• WHAT THE TASK ASKS
Retype, word for word, every line from the one holding "self.columns_in + self.indicator_columns" through the one holding "config.validate()?;" in the entries below, both included, and only those lines.

• STORED DATA
════

//! Feature stages. Each stage takes the previous table and returns a
//! superset of it; none of them removes or rewrites an existing column.

pub mod expander;
pub mod market;
pub mod regime;

pub use expander::{compute_warmup, expand_indicators, indicator_set};
pub use market::{
    add_market_features, MARKET_MEAN_RETURN, MARKET_PERCENT_ABOVE_MA, MARKET_VOLATILITY,
};
pub use regime::{
    add_regime_features, correlation_column, SPY_TREND, SPY_VIX_RATIO, VIX_TREND,
};
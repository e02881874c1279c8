//! Feature pipeline orchestration.
//!
//! raw table → per-asset indicators → market aggregates → regime features
//! → drop every row with a missing value.
//!
//! The input is validated once at the boundary; a malformed table fails the
//! run before any stage executes.

use crate::config::{ConfigError, FeatureConfig};
use crate::features::{add_market_features, add_regime_features, expand_indicators};
use crate::table::{Table, TableError};
use serde::{Deserialize, Serialize};
use thiserror::Error;
use tracing::{info, info_span};

#[derive(Debug, Error)]
pub enum PipelineError {
    #[error("invalid input table: {0}")]
    InvalidInput(#[source] TableError),

    #[error("{stage} stage failed: {source}")]
    Stage {
        stage: &'static str,
        #[source]
        source: TableError,
    },

    #[error(transparent)]
    Config(#[from] ConfigError),
}

/// Shape bookkeeping for one pipeline run.
#[derive(Debug, Clone, Default, PartialEq, Eq, Serialize, Deserialize)]
pub struct PipelineReport {
    pub rows_in: usize,
    pub rows_out: usize,
    pub columns_in: usize,
    pub indicator_columns: usize,
    pub market_columns: usize,
    pub regime_columns: usize,
}

impl PipelineReport {
    pub fn rows_dropped(&self) -> usize {
        self.rows_in - self.rows_out
    }

    pub fn columns_out(&self) -> usize {
        self.columns_in + self.indicator_columns + self.market_columns + self.regime_columns
    }
}

/// Runs the feature stages in order over a whole price history.
#[derive(Debug, Clone, Default)]
pub struct FeatureEngineer {
    config: FeatureConfig,
}

impl FeatureEngineer {
    pub fn new(config: FeatureConfig) -> Result<Self, PipelineError> {
        config.validate()?;
        Ok(Self { config })
    }

    pub fn config(&self) -> &FeatureConfig {
        &self.config
    }

    /// Raw price table in, dense feature table out.
    pub fn process(&self, table: &Table) -> Result<Table, PipelineError> {
        self.process_with_report(table).map(|(t, _)| t)
    }

    /// All stages without the final completeness filter.
    pub fn build_features(&self, table: &Table) -> Result<(Table, PipelineReport), PipelineError> {
        table.validate().map_err(PipelineError::InvalidInput)?;

        let mut report = PipelineReport {
            rows_in: table.n_rows(),
            columns_in: table.n_cols(),
            ..PipelineReport::default()
        };

        let indicators = {
            let _span = info_span!("indicators").entered();
            expand_indicators(table, &self.config).map_err(|source| PipelineError::Stage {
                stage: "indicators",
                source,
            })?
        };
        report.indicator_columns = indicators.n_cols() - table.n_cols();

        let market = {
            let _span = info_span!("market").entered();
            add_market_features(&indicators, &self.config).map_err(|source| {
                PipelineError::Stage {
                    stage: "market",
                    source,
                }
            })?
        };
        report.market_columns = market.n_cols() - indicators.n_cols();

        let regime = {
            let _span = info_span!("regime").entered();
            add_regime_features(&market, &self.config).map_err(|source| PipelineError::Stage {
                stage: "regime",
                source,
            })?
        };
        report.regime_columns = regime.n_cols() - market.n_cols();

        Ok((regime, report))
    }

    /// Full run, returning the dense table and what each stage contributed.
    pub fn process_with_report(
        &self,
        table: &Table,
    ) -> Result<(Table, PipelineReport), PipelineError> {
        info!(
            rows = table.n_rows(),
            columns = table.n_cols(),
            "processing price table"
        );

        let (full, mut report) = self.build_features(table)?;
        let dense = full.drop_incomplete_rows();
        report.rows_out = dense.n_rows();

        info!(
            indicators = report.indicator_columns,
            market = report.market_columns,
            regime = report.regime_columns,
            rows_out = report.rows_out,
            rows_dropped = report.rows_dropped(),
            "feature table ready"
        );
        Ok((dense, report))
    }
}
//! Data provider trait and structured error types.
//!
//! A provider returns daily bars for one symbol. The acquisition layer
//! turns those into wide close-price tables; providers know nothing about
//! tables, prefixes or alignment.

use chrono::NaiveDate;
use serde::{Deserialize, Serialize};
use thiserror::Error;

/// Raw daily OHLCV bar as returned by a provider.
#[derive(Debug, Clone, PartialEq, Serialize, Deserialize)]
pub struct RawBar {
    pub date: NaiveDate,
    pub open: f64,
    pub high: f64,
    pub low: f64,
    pub close: f64,
    pub volume: u64,
    pub adj_close: f64,
}

#[derive(Debug, Error)]
pub enum DataError {
    #[error("network unreachable: {0}")]
    NetworkUnreachable(String),

    #[error("rate limited by provider (retry after {retry_after_secs}s)")]
    RateLimited { retry_after_secs: u64 },

    #[error("response format changed: {0}")]
    ResponseFormatChanged(String),

    #[error("symbol not found: {symbol}")]
    SymbolNotFound { symbol: String },

    #[error("symbol requested twice: {symbol}")]
    DuplicateSymbol { symbol: String },

    #[error("parquet I/O error: {0}")]
    ParquetError(String),

    #[error("data error: {0}")]
    Other(String),
}

/// Bars for one symbol plus where they came from.
#[derive(Debug, Clone)]
pub struct FetchResult {
    pub symbol: String,
    pub bars: Vec<RawBar>,
    pub source: DataSource,
}

#[derive(Debug, Clone, Copy, PartialEq, Eq, Serialize, Deserialize)]
pub enum DataSource {
    YahooFinance,
    Synthetic,
}

/// Source of daily bars (Yahoo Finance, synthetic, test doubles).
pub trait DataProvider: Send + Sync {
    fn name(&self) -> &str;

    /// Daily bars for `symbol` with `start <= date <= end`, ascending.
    fn fetch(&self, symbol: &str, start: NaiveDate, end: NaiveDate)
        -> Result<FetchResult, DataError>;
}
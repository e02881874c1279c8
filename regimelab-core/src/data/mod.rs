//! Data acquisition and persistence.
//!
//! Providers return daily bars per symbol; the fetcher aligns them into wide
//! close-price tables. Tables are persisted as CSV (and optionally Parquet)
//! with atomic writes.

pub mod acquisition;
pub mod align;
pub mod csv_io;
pub mod parquet;
pub mod provider;
pub mod synthetic;
pub mod yahoo;

pub use acquisition::{default_start, MarketDataFetcher};
pub use align::align_closes;
pub use csv_io::{read_table, read_table_from, write_table, write_table_to, CsvError};
pub use parquet::write_parquet;
pub use provider::{DataError, DataProvider, DataSource, FetchResult, RawBar};
pub use synthetic::SyntheticProvider;
pub use yahoo::YahooProvider;

use std::fs;
use std::io;
use std::path::{Path, PathBuf};

/// Write `bytes` to `path` via a sibling `.tmp` file and a rename, creating
/// parent directories as needed. On failure the temp file is removed.
pub fn write_atomic(path: &Path, bytes: &[u8]) -> io::Result<()> {
    if let Some(parent) = path.parent().filter(|p| !p.as_os_str().is_empty()) {
        fs::create_dir_all(parent)?;
    }

    let tmp = tmp_path(path);
    let result = fs::write(&tmp, bytes).and_then(|()| fs::rename(&tmp, path));
    if result.is_err() {
        let _ = fs::remove_file(&tmp);
    }
    result
}

fn tmp_path(path: &Path) -> PathBuf {
    let mut name = path.file_name().unwrap_or_default().to_os_string();
    name.push(".tmp");
    path.with_file_name(name)
}

#[cfg(test)]
mod tests {
    use super::*;

    #[test]
    fn write_atomic_creates_parents_and_leaves_no_tmp() {
        let dir = tempfile::tempdir().unwrap();
        let path = dir.path().join("nested/out/file.csv");
        write_atomic(&path, b"a,b\n").unwrap();

        assert_eq!(fs::read(&path).unwrap(), b"a,b\n");
        assert!(!tmp_path(&path).exists());
    }

    #[test]
    fn write_atomic_replaces_existing_file() {
        let dir = tempfile::tempdir().unwrap();
        let path = dir.path().join("file.csv");
        write_atomic(&path, b"old").unwrap();
        write_atomic(&path, b"new").unwrap();
        assert_eq!(fs::read(&path).unwrap(), b"new");
    }

    #[test]
    fn failed_write_leaves_nothing_behind() {
        let dir = tempfile::tempdir().unwrap();
        // target is an existing directory, so the rename fails
        let path = dir.path().join("taken");
        fs::create_dir(&path).unwrap();
        fs::write(path.join("inner"), b"x").unwrap();

        assert!(write_atomic(&path, b"data").is_err());
        assert!(!tmp_path(&path).exists());
    }
}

════

• TASK RESULT
        self.columns_in + self.indicator_columns + self.market_columns + self.regime_columns
    }
}

/// Runs the feature stages in order over a whole price history.
#[derive(Debug, Clone, Default)]
pub struct FeatureEngineer {
    config: FeatureConfig,
}

impl FeatureEngineer {
    pub fn new(config: FeatureConfig) -> Result<Self, PipelineError> {
        config.validate()?;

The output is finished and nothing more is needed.